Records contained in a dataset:
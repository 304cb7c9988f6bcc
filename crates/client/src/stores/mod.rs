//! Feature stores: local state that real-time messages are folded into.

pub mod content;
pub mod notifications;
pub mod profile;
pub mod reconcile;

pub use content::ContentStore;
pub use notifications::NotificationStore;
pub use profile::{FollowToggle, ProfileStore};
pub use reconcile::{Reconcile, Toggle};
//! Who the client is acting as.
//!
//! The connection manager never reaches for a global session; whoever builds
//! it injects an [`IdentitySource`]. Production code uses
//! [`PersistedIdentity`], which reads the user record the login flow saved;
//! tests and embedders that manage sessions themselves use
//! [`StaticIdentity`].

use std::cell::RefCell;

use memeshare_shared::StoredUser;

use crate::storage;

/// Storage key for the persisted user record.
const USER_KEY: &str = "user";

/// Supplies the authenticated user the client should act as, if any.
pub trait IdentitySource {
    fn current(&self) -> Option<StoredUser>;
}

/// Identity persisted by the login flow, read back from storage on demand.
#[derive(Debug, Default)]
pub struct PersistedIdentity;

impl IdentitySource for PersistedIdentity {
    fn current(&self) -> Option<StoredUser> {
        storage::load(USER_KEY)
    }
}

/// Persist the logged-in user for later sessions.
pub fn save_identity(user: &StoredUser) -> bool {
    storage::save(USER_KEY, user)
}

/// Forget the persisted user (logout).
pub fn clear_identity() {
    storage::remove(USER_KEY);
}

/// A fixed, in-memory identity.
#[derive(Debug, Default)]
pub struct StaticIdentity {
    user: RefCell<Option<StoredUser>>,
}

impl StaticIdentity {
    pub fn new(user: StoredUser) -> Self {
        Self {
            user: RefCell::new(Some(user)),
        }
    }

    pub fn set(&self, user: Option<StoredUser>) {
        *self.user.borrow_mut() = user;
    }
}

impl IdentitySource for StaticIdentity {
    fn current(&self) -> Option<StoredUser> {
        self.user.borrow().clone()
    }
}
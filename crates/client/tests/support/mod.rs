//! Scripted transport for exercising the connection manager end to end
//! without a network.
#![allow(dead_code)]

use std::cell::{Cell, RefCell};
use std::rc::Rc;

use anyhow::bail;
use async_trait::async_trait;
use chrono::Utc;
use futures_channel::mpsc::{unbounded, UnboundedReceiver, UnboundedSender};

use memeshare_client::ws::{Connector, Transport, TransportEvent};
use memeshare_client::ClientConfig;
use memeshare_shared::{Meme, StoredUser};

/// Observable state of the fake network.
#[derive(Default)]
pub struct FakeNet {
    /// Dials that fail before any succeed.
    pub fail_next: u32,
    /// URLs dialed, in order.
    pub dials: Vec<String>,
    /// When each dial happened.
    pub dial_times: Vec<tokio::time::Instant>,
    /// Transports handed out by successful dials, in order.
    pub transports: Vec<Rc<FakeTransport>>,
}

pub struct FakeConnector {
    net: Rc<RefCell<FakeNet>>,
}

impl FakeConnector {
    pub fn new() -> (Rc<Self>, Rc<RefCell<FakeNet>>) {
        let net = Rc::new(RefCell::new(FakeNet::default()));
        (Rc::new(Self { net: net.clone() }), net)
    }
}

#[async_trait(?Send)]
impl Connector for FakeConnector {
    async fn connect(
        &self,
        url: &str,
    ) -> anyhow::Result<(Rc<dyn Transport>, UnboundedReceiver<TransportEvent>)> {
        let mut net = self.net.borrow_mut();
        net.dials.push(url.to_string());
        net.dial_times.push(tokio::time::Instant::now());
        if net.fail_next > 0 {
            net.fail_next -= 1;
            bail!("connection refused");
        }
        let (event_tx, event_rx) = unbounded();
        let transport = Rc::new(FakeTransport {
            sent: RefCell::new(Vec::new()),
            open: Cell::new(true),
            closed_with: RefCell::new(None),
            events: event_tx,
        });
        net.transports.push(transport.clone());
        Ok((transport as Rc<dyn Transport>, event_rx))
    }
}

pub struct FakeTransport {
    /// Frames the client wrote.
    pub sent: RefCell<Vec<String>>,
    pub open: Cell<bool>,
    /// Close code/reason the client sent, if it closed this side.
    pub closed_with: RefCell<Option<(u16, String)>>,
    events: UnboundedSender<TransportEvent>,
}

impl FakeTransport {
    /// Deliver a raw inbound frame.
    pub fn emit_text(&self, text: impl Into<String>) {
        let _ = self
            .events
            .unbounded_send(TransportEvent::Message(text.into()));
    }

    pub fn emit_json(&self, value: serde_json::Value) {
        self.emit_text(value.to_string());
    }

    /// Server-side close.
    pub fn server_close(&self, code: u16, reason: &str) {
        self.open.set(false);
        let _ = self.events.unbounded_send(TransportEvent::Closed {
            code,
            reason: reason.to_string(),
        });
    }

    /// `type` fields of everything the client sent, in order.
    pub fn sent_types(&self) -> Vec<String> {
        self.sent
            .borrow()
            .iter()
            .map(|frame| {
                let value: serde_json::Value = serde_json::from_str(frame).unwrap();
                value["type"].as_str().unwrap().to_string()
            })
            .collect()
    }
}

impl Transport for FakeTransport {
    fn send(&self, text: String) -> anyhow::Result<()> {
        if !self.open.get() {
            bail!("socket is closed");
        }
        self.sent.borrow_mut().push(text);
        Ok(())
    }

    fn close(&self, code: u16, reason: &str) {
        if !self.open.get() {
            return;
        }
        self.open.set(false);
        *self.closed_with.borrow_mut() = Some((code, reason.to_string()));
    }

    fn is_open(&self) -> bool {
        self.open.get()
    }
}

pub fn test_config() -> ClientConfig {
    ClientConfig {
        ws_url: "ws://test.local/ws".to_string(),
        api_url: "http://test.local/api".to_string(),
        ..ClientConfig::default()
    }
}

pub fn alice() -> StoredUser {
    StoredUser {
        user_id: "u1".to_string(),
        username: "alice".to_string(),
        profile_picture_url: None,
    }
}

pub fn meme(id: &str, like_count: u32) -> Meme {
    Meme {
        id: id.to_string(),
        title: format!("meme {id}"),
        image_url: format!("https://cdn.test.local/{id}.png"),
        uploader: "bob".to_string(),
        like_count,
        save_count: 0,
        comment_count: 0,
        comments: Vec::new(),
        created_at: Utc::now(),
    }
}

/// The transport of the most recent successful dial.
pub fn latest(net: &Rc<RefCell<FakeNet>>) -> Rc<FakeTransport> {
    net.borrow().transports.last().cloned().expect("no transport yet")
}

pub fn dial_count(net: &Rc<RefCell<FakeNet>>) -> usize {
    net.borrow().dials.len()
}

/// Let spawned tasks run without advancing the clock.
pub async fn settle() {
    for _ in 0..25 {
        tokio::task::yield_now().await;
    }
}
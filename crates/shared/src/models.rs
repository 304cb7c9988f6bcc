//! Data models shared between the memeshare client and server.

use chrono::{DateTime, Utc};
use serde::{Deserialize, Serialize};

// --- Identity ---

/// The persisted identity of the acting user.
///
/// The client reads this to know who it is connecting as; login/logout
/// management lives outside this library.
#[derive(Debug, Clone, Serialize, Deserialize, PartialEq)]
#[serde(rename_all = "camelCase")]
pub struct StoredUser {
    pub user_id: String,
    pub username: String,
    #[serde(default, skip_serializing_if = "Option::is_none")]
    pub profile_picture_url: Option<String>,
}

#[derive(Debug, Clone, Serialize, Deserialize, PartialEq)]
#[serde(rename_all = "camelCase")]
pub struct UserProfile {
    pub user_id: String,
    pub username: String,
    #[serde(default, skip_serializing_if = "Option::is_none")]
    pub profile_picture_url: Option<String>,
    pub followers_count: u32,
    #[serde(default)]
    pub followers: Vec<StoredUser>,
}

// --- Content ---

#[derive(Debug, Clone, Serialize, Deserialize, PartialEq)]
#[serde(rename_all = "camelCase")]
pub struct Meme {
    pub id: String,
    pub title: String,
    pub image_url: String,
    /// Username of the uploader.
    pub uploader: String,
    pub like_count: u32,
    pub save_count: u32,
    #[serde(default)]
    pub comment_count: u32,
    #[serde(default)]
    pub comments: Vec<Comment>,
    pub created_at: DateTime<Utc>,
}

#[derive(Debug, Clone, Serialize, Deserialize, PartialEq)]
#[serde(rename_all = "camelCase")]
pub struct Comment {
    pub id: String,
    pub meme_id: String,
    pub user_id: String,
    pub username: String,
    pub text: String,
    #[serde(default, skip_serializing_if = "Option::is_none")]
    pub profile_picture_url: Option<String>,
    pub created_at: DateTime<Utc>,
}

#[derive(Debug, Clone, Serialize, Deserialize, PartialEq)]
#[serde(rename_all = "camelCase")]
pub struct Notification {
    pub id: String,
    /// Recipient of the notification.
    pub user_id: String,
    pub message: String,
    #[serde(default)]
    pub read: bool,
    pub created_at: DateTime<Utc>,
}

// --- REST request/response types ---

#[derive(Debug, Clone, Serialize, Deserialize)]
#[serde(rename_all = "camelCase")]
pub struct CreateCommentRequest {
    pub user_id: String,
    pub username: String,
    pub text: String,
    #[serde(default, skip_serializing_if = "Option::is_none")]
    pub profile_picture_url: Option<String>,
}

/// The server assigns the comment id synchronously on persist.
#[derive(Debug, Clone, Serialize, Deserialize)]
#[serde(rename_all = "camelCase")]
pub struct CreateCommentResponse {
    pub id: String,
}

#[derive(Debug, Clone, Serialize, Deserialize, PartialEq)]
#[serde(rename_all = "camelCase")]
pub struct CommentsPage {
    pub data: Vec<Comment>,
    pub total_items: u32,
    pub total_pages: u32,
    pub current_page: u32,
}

Task instructions =
Please give an exact copy of the lines above, beginning with the line containing "pub fn dial_count(net: &Rc<RefCell<FakeNet>>)" and running through the line containing "connecting as; login/logout", and of no other lines.

Result =
pub fn dial_count(net: &Rc<RefCell<FakeNet>>) -> usize {
    net.borrow().dials.len()
}

/// Let spawned tasks run without advancing the clock.
pub async fn settle() {
    for _ in 0..25 {
        tokio::task::yield_now().await;
    }
}
filename crates/shared/src/models.rs
repository 304cb7c9988f6bcc
//! Data models shared between the memeshare client and server.

use chrono::{DateTime, Utc};
use serde::{Deserialize, Serialize};

// --- Identity ---

/// The persisted identity of the acting user.
///
/// The client reads this to know who it is connecting as; login/logout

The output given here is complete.